Shin Ok-cheol (Hangul: 신옥철; born March 21, 1983), known by his stage name Outsider (Hangul: 아웃사이더), is a South Korean rapper. He is known for his speed-rapping and is able to rap at 13 syllables per second. After a conflict between Outsider and MC Sniper's label, Sniper Sound, in July 2013, Outsider left the label and signed with ASSA.

Career

2004-2008: Discovery and Soliloquist

In 2004, Outsider began his career as an underground rapper and achieved some success with his debut EP "Come Outside". He released his first single "Speed Star" in 2006 and promoted the title track, "Motivation", on the SBS variety show The Truth Game. His fast rapping skills impressed Korean hip-hop legend, MC Sniper, who signed Outsider to his label, "Sniper Sound". On October 25, 2007, Outsider released his first full-length studio album, Soliloquist.

2008-2009: Maestro and mainstream success

After a year hiatus, Outsider's second album, released June 1, 2009, Maestro, had more mainstream success. The title track "Loner" held the #1 spot on both the Mnet and Melon music charts for more than five weeks, making Outsider one of the fastest rappers to reach #1 on Korean music charts. Outsider has performed on MBC, SBS, KBS, Mnet, and had appeared on SBS's Star King as a special guest. After the promotion for "Loner" ended, he started to promote another track from the same album titled "My Youth Confession"; the track was successful. Outsider has worked with underground and overground rappers such as MC Sniper, L.E.O, Illnit, DJ R2, Bae Chi Gi, Dok2, and more. He also did a special performance alongside singer K.Will.

2010-2012: The Outsider, Hero and military service

After a short hiatus, he returned on March 2, 2010, to release an EP titled "Vol. 2.5 The Outsider" along with a music video for the album's single, "Acquaintance (주변인)", in which Outsider revisits the sound of "Loner", which mixes hip-hop with a classical edge.
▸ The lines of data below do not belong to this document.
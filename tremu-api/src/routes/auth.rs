/// Authentication endpoints
///
/// # Endpoints
///
/// - `POST /api/auth/register` - Register a new user
/// - `POST /api/auth/login` - Login and get tokens
/// - `POST /api/auth/refresh` - Exchange a refresh token for an access token

use crate::{
    app::AppState,
    error::{ApiError, ApiResult},
    extract::{Trim, ValidatedJson},
    response::Envelope,
};
use axum::extract::State;
use serde::{Deserialize, Serialize};
use tracing::{info, warn};
use tremu_shared::{
    auth::{jwt, password},
    models::user::{normalize_email, CreateUser, User},
};
use validator::{Validate, ValidationError};

const INVALID_CREDENTIALS: &str = "Invalid email or password";

/// Register request
#[derive(Debug, Deserialize, Validate)]
pub struct RegisterRequest {
    /// Email address
    #[validate(
        email(message = "Invalid email format"),
        length(max = 255, message = "Email must be at most 255 characters")
    )]
    pub email: String,

    /// Display name
    #[validate(length(min = 2, max = 100, message = "Name must be between 2 and 100 characters"))]
    pub name: String,

    /// Password, checked for strength
    #[validate(custom(function = "strong_password"))]
    pub password: String,
}

impl Trim for RegisterRequest {
    fn trim(self) -> Self {
        Self {
            email: normalize_email(&self.email),
            name: self.name.trim().to_string(),
            password: self.password,
        }
    }
}

/// Login request
#[derive(Debug, Deserialize, Validate)]
pub struct LoginRequest {
    /// Email address
    #[validate(
        email(message = "Invalid email format"),
        length(max = 255, message = "Email must be at most 255 characters")
    )]
    pub email: String,

    /// Password
    #[validate(length(min = 1, message = "Password is required"))]
    pub password: String,
}

impl Trim for LoginRequest {
    fn trim(self) -> Self {
        Self {
            email: normalize_email(&self.email),
            password: self.password,
        }
    }
}

/// Refresh token request
#[derive(Debug, Deserialize, Validate)]
#[serde(rename_all = "camelCase")]
pub struct RefreshRequest {
    /// Refresh token
    #[validate(length(min = 1, message = "Refresh token is required"))]
    pub refresh_token: String,
}

impl Trim for RefreshRequest {
    fn trim(self) -> Self {
        Self {
            refresh_token: self.refresh_token.trim().to_string(),
        }
    }
}

/// Register and login response
#[derive(Debug, Serialize)]
#[serde(rename_all = "camelCase")]
pub struct AuthResponse {
    /// The authenticated user
    pub user: User,

    /// Access token (24h)
    pub token: String,

    /// Refresh token (30d)
    pub refresh_token: String,
}

/// Refresh token response
#[derive(Debug, Serialize)]
pub struct RefreshResponse {
    /// New access token (24h)
    pub token: String,
}

fn strong_password(password: &str) -> Result<(), ValidationError> {
    password::validate_password_strength(password).map_err(|message| {
        let mut error = ValidationError::new("password_strength");
        error.message = Some(message.into());
        error
    })
}

fn issue_tokens(state: &AppState, user: User) -> ApiResult<AuthResponse> {
    let access_claims = jwt::Claims::new(user.id, jwt::TokenType::Access);
    let refresh_claims = jwt::Claims::new(user.id, jwt::TokenType::Refresh);

    Ok(AuthResponse {
        token: jwt::create_token(&access_claims, state.jwt_secret())?,
        refresh_token: jwt::create_token(&refresh_claims, state.jwt_secret())?,
        user,
    })
}

/// Register a new user
///
/// ```text
/// POST /api/auth/register
///
/// { "email": "ana@example.com", "name": "Ana", "password": "kanban2024" }
/// ```
///
/// # Errors
///
/// - `400 Bad Request`: validation failed
/// - `409 Conflict`: email already registered
pub async fn register(
    State(state): State<AppState>,
    ValidatedJson(req): ValidatedJson<RegisterRequest>,
) -> ApiResult<Envelope<AuthResponse>> {
    if User::find_by_email(&state.db, &req.email).await?.is_some() {
        warn!(email = %req.email, "Registration with existing email");
        return Err(ApiError::Conflict("Email already registered".to_string()));
    }

    let password_hash = password::hash_password(&req.password)?;

    // The unique index still catches a concurrent registration
    let user = User::create(
        &state.db,
        CreateUser {
            email: req.email,
            name: req.name,
            password_hash,
        },
    )
    .await?;

    info!(user_id = user.id, "User registered");
    Ok(Envelope::created("User registered successfully", issue_tokens(&state, user)?))
}

/// Login endpoint
///
/// Unknown email and wrong password get the same 401 message, and both
/// pay for one Argon2 verification.
pub async fn login(
    State(state): State<AppState>,
    ValidatedJson(req): ValidatedJson<LoginRequest>,
) -> ApiResult<Envelope<AuthResponse>> {
    let Some(user) = User::find_by_email(&state.db, &req.email).await? else {
        password::verify_dummy_password(&req.password)?;
        warn!("Failed login for unknown email");
        return Err(ApiError::Unauthorized(INVALID_CREDENTIALS.to_string()));
    };

    if !password::verify_password(&req.password, &user.password_hash)? {
        warn!(user_id = user.id, "Failed login");
        return Err(ApiError::Unauthorized(INVALID_CREDENTIALS.to_string()));
    }

    info!(user_id = user.id, "User logged in");
    Ok(Envelope::ok("Login successful", issue_tokens(&state, user)?))
}

/// Token refresh endpoint
///
/// # Errors
///
/// - `401 Unauthorized`: invalid or expired refresh token, or the user is gone
pub async fn refresh(
    State(state): State<AppState>,
    ValidatedJson(req): ValidatedJson<RefreshRequest>,
) -> ApiResult<Envelope<RefreshResponse>> {
    let claims = jwt::validate_refresh_token(&req.refresh_token, state.jwt_secret())
        .map_err(|_| ApiError::Unauthorized("Invalid refresh token".to_string()))?;

    if User::find_by_id(&state.db, claims.sub).await?.is_none() {
        return Err(ApiError::Unauthorized("Invalid refresh token".to_string()));
    }

    let token = jwt::refresh_access_token(&req.refresh_token, state.jwt_secret())?;
    Ok(Envelope::ok("Token refreshed", RefreshResponse { token }))
}

#[cfg(test)]
mod tests {
    use super::*;

    #[test]
    fn test_register_request_trim_and_validate() {
        let req = RegisterRequest {
            email: "  Ana@Example.COM ".to_string(),
            name: "  Ana ".to_string(),
            password: " kanban2024 ".to_string(),
        }
        .trim();

        assert_eq!(req.email, "ana@example.com");
        assert_eq!(req.name, "Ana");
        assert_eq!(req.password, " kanban2024 ");
        assert!(req.validate().is_ok());
    }

    #[test]
    fn test_register_request_rejects_weak_password() {
        let req = RegisterRequest {
            email: "ana@example.com".to_string(),
            name: "Ana".to_string(),
            password: "password".to_string(),
        };

        let errors = req.validate().unwrap_err();
        let field_errors = errors.field_errors();
        let password_errors = field_errors.get("password").unwrap();
        assert_eq!(
            password_errors[0].message.as_deref(),
            Some("Password must contain at least one digit")
        );
    }

    #[test]
    fn test_register_request_rejects_short_name_and_bad_email() {
        let req = RegisterRequest {
            email: "nope".to_string(),
            name: "A".to_string(),
            password: "kanban2024".to_string(),
        };

        let errors = req.validate().unwrap_err();
        let fields = errors.field_errors();
        assert!(fields.contains_key("email"));
        assert!(fields.contains_key("name"));
        assert!(!fields.contains_key("password"));
    }

    // 264 characters, well-formed otherwise
    fn overlong_email() -> String {
        format!("{}@{}com", "u".repeat(10), "abcdefghi.".repeat(25))
    }

    #[test]
    fn test_overlong_email_is_a_validation_error() {
        let email = overlong_email();
        assert_eq!(email.len(), 264);

        let register = RegisterRequest {
            email: email.clone(),
            name: "Ana".to_string(),
            password: "kanban2024".to_string(),
        };
        let errors = register.validate().unwrap_err();
        let email_errors = errors.field_errors().get("email").cloned().unwrap();
        assert_eq!(email_errors.len(), 1);
        assert_eq!(email_errors[0].code, "length");
        assert_eq!(
            email_errors[0].message.as_deref(),
            Some("Email must be at most 255 characters")
        );

        let login = LoginRequest {
            email,
            password: "kanban2024".to_string(),
        };
        let errors = login.validate().unwrap_err();
        assert_eq!(errors.field_errors().get("email").unwrap()[0].code, "length");
    }

    #[test]
    fn test_refresh_request_uses_camel_case() {
        let req: RefreshRequest = serde_json::from_str(r#"{"refreshToken":"abc"}"#).unwrap();
        assert_eq!(req.refresh_token, "abc");
    }
}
During this period, he garnered publicity for his remake of Big Bang's "Lies". He was also featured on a charity single entitled "Faddy Robot Foundation" with Vasco, Verbal Jint(버벌 진트), Sangchu, Yong Junhyung, Joosuc, Hyuna, and Zico.

On October 21, 2010, he released his 3rd album titled "Hero" along with two singles; "주인공 (Hero)" featuring fellow label-mate, LMNOP, and "Attitude Needed When Breaking Up (이별할 때 필요한 자세)" featuring fellow hip-hop artist, Kuan of All That. The album garnered success, despite being released without a music video or many live performances to promote the album. The song "Hero" rose to #7 on the Mnet Single Charts, #5 on Melon, and #4 on the prestigious Gaon Chart. On December 21, 2010, Outsider enlisted for mandatory military service for five weeks of basic training followed by 21 months of active duty in Wonju, Gangwon Province. He was discharged on September 24, 2012.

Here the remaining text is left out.